━━ RECORDED INFORMATION ━━

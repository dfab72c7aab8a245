//! Greenhouse Core - Shared types library.
//!
//! This crate provides the domain types used across the Greenhouse workspace:
//! - `storefront` - Plant shop REST backend (catalog, cart, orders, auth)
//! - `cli` - Command-line tools for the order mirror database
//!
//! # Architecture
//!
//! The core crate contains only types - no I/O, no database access,
//! no HTTP clients. Database encode/decode impls live behind the
//! `postgres` feature.
//!
//! # Modules
//!
//! - [`types`] - Newtype wrappers for ids, prices, emails, and order statuses

#![cfg_attr(not(test), forbid(unsafe_code))]

pub mod types;

pub use types::*;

━━━

All records above must be set down exactly, please.

repository dfab72c7aab8a245
//! Greenhouse Core - Shared types library.
//!
//! This crate provides the domain types used across the Greenhouse workspace:
//! - `storefront` - Plant shop REST backend (catalog, cart, orders, auth)
//! - `cli` - Command-line tools for the order mirror database
//!
//! # Architecture
//!
//! The core crate contains only types - no I/O, no database access,
//! no HTTP clients. Database encode/decode impls live behind the
//! `postgres` feature.
//!
//! # Modules
//!
//! - [`types`] - Newtype wrappers for ids, prices, emails, and order statuses

#![cfg_attr(not(test), forbid(unsafe_code))]

pub mod types;

pub use types::*;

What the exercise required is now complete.